Dataset entries
- Opening Delimiter -

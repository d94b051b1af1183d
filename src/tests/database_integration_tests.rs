// src/tests/database_integration_tests.rs
//! Live PostgreSQL integration tests
//!
//! Gated on CURATOR_TEST_DATABASE_URL; each test skips with a note when the
//! variable is unset so the suite passes on a bare checkout. Point the
//! variable at a disposable database: the end-to-end tests create and drop
//! real tables and indexes.
//!
//! Example:
//!   CURATOR_TEST_DATABASE_URL=postgres://postgres@localhost:5432/curator_test cargo test

use std::sync::Arc;

use anyhow::Result;

use crate::config::{BuildConfig, EngineConfig, IntegrityConfig, OperationConfig};
use crate::database::catalog;
use crate::engine::{CreationOptions, CuratorEngine};
use crate::error::{CreationFailure, CuratorError};
use crate::executor::{MutationPriority, MutationRequest};
use crate::locks::{advisory_unlock, try_advisory_lock};
use crate::progress::BuildTracker;
use crate::resilience::SafeOperations;
use crate::tests::test_utils::{live_database, live_database_url, test_metrics};

/// Unique-enough names so parallel test runs against a shared database do
/// not collide.
fn scratch_name(prefix: &str) -> String {
    format!("{}_{}", prefix, std::process::id())
}

/// Test that the pool connects, pings, and reports a server version
#[tokio::test]
async fn test_ping_and_server_version() -> Result<()> {
    let Some(db) = live_database().await? else {
        println!("Skipping test - CURATOR_TEST_DATABASE_URL not set");
        return Ok(());
    };

    db.ping().await?;

    let version = catalog::server_version(db.pool()).await?;
    let version_num = catalog::server_version_num(db.pool()).await?;
    assert!(version_num >= 90600, "engine targets PostgreSQL 9.6+");
    println!("✅ Connected to PostgreSQL {} ({})", version, version_num);
    Ok(())
}

/// Test that every catalog read the sweeps depend on runs cleanly
#[tokio::test]
async fn test_catalog_reads_run_clean() -> Result<()> {
    let Some(db) = live_database().await? else {
        println!("Skipping test - CURATOR_TEST_DATABASE_URL not set");
        return Ok(());
    };
    let pool = db.pool();

    let invalid = catalog::invalid_indexes(pool).await?;
    let orphaned = catalog::orphaned_indexes(pool).await?;
    let stale_locks = catalog::stale_advisory_locks(pool).await?;
    let usage = catalog::index_usage(pool, "public").await?;
    let window = catalog::statistics_window_days(pool).await?;

    println!(
        "✅ Catalog reads clean: {} invalid, {} orphaned, {} stale locks, {} indexes, window {:?} days",
        invalid.len(),
        orphaned.len(),
        stale_locks.len(),
        usage.len(),
        window
    );
    Ok(())
}

/// Test that session advisory locks exclude a second session and release
/// cleanly
#[tokio::test]
async fn test_advisory_lock_round_trip() -> Result<()> {
    let Some(db) = live_database().await? else {
        println!("Skipping test - CURATOR_TEST_DATABASE_URL not set");
        return Ok(());
    };

    let resource = scratch_name("public.curator_advisory");
    let mut holder = db.dedicated_connection().await?;
    let mut rival = db.dedicated_connection().await?;

    assert!(
        try_advisory_lock(&mut holder, &resource).await?,
        "first session must get the lock"
    );
    assert!(
        !try_advisory_lock(&mut rival, &resource).await?,
        "second session must be excluded"
    );

    assert!(advisory_unlock(&mut holder, &resource).await?);
    assert!(
        try_advisory_lock(&mut rival, &resource).await?,
        "the lock must be free after release"
    );
    assert!(advisory_unlock(&mut rival, &resource).await?);

    use sqlx::Connection;
    holder.close().await.ok();
    rival.close().await.ok();
    Ok(())
}

/// Test that a safe scope commits on success and rolls back on failure
#[tokio::test]
async fn test_safe_scope_commit_and_rollback() -> Result<()> {
    let Some(db) = live_database().await? else {
        println!("Skipping test - CURATOR_TEST_DATABASE_URL not set");
        return Ok(());
    };

    let tracker = Arc::new(BuildTracker::new(Arc::clone(&db), &BuildConfig::default()));
    let safe_ops = SafeOperations::new(
        Arc::clone(&db),
        tracker,
        test_metrics(),
        None,
        &OperationConfig::default(),
        &IntegrityConfig::default(),
    );

    let value = safe_ops
        .run("probe", "test-scope", |tx| {
            Box::pin(async move {
                let one: i32 = sqlx::query_scalar("SELECT 1").fetch_one(&mut **tx).await?;
                Ok(one)
            })
        })
        .await?;
    assert_eq!(value, 1, "a committed scope returns the operation's value");

    let failed: crate::error::Result<()> = safe_ops
        .run("probe-fail", "test-scope", |tx| {
            Box::pin(async move {
                sqlx::query("SELECT 1").execute(&mut **tx).await?;
                Err(CuratorError::Integrity("synthetic failure".to_string()))
            })
        })
        .await;
    assert!(
        matches!(failed, Err(CuratorError::Integrity(_))),
        "the original error must surface after rollback"
    );

    assert_eq!(
        safe_ops.active_operations().len(),
        0,
        "both scopes must deregister on exit"
    );
    Ok(())
}

/// Test the full index creation path: build, verify, idempotent repeat
#[tokio::test]
async fn test_index_creation_end_to_end() -> Result<()> {
    let Some(url) = live_database_url() else {
        println!("Skipping test - CURATOR_TEST_DATABASE_URL not set");
        return Ok(());
    };

    let mut config = EngineConfig::default();
    config.database.url = url;
    config.lifecycle.enabled = false;
    let engine = CuratorEngine::connect(config).await?;

    let table = scratch_name("curator_it_users");
    let index_name = scratch_name("curator_it_email");
    sqlx::query(&format!(
        "CREATE TABLE IF NOT EXISTS {} (id bigserial PRIMARY KEY, email text)",
        table
    ))
    .execute(engine.database().pool())
    .await?;

    let request = MutationRequest {
        table: table.clone(),
        field: "email".to_string(),
        index_name: index_name.clone(),
        index_sql: format!("CREATE INDEX {} ON {} (email)", index_name, table),
        priority: MutationPriority::Normal,
    };
    let options = CreationOptions {
        respect_cpu_throttle: false,
        statement_timeout: None,
    };

    let report = engine.request_index_creation(request.clone(), &options).await?;
    assert!(report.created, "a fresh index must report created");
    assert!(
        catalog::index_exists(engine.database().pool(), "public", &index_name).await?,
        "the index must exist in the catalog"
    );

    // Same request again: healthy index short-circuits, nothing rebuilt.
    let repeat = engine.request_index_creation(request, &options).await?;
    assert!(!repeat.created, "an existing healthy index must not rebuild");

    let snapshot = engine.metrics_snapshot();
    assert_eq!(snapshot.creation_attempts, 2);
    assert_eq!(snapshot.creation_successes, 2);
    assert_eq!(snapshot.creation_failures, 0);

    sqlx::query(&format!("DROP TABLE IF EXISTS {} CASCADE", table))
        .execute(engine.database().pool())
        .await?;
    engine.close().await;
    println!("✅ End-to-end index creation verified");
    Ok(())
}

/// Test that a rival session's advisory lock blocks creation with a
/// transient, retryable error
#[tokio::test]
async fn test_rival_advisory_lock_blocks_creation() -> Result<()> {
    let Some(url) = live_database_url() else {
        println!("Skipping test - CURATOR_TEST_DATABASE_URL not set");
        return Ok(());
    };

    let mut config = EngineConfig::default();
    config.database.url = url;
    config.lifecycle.enabled = false;
    let engine = CuratorEngine::connect(config).await?;

    let table = scratch_name("curator_it_rival");
    let index_name = scratch_name("curator_it_rival_email");
    sqlx::query(&format!(
        "CREATE TABLE IF NOT EXISTS {} (id bigserial PRIMARY KEY, email text)",
        table
    ))
    .execute(engine.database().pool())
    .await?;

    // A rival engine instance holds the scheduling lock for this table.
    let mut rival = engine.database().dedicated_connection().await?;
    let qualified = format!("public.{}", table);
    assert!(try_advisory_lock(&mut rival, &qualified).await?);

    let request = MutationRequest {
        table: table.clone(),
        field: "email".to_string(),
        index_name: index_name.clone(),
        index_sql: format!("CREATE INDEX {} ON {} (email)", index_name, table),
        priority: MutationPriority::Normal,
    };
    let options = CreationOptions {
        respect_cpu_throttle: false,
        statement_timeout: None,
    };

    let outcome = engine.request_index_creation(request, &options).await;
    match outcome {
        Err(CuratorError::IndexCreation { cause, .. }) => {
            assert_eq!(cause, CreationFailure::LockUnavailable);
        }
        other => panic!("expected LockUnavailable, got: {:?}", other.map(|r| r.created)),
    }

    let snapshot = engine.metrics_snapshot();
    assert_eq!(snapshot.creation_blocked, 1, "an advisory conflict counts as blocked");
    assert_eq!(snapshot.creation_failures, 1);

    advisory_unlock(&mut rival, &qualified).await?;
    use sqlx::Connection;
    rival.close().await.ok();

    sqlx::query(&format!("DROP TABLE IF EXISTS {} CASCADE", table))
        .execute(engine.database().pool())
        .await?;
    engine.close().await;
    Ok(())
}

/// Test that a forced maintenance pass runs both cadences without failing
#[tokio::test]
async fn test_forced_maintenance_pass_runs_both_cadences() -> Result<()> {
    let Some(url) = live_database_url() else {
        println!("Skipping test - CURATOR_TEST_DATABASE_URL not set");
        return Ok(());
    };

    let mut config = EngineConfig::default();
    config.database.url = url;
    // Dry-run everywhere: the pass must observe, not mutate.
    config.lifecycle.cleanup.dry_run = true;
    config.lifecycle.reindex.dry_run = true;
    let engine = CuratorEngine::connect(config).await?;

    let report = engine.run_maintenance_pass(true).await?;
    assert!(report.cadences_run.contains(&"weekly".to_string()));
    assert!(report.cadences_run.contains(&"monthly".to_string()));
    for error in &report.errors {
        println!("step '{}' reported: {}", error.step, error.detail);
    }

    let status = engine.lifecycle_status();
    assert!(status.last_weekly_run.is_some(), "the pass must stamp the weekly cadence");
    assert!(status.last_monthly_run.is_some());

    engine.close().await;
    println!("✅ Forced maintenance pass completed");
    Ok(())
}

- Closing Delimiter -

Problem statement:
When the string "BuildConfig" appears in a line of the records above, that line is to be copied.

Reply:
use crate::config::{BuildConfig, EngineConfig, IntegrityConfig, OperationConfig};
    let tracker = Arc::new(BuildTracker::new(Arc::clone(&db), &BuildConfig::default()));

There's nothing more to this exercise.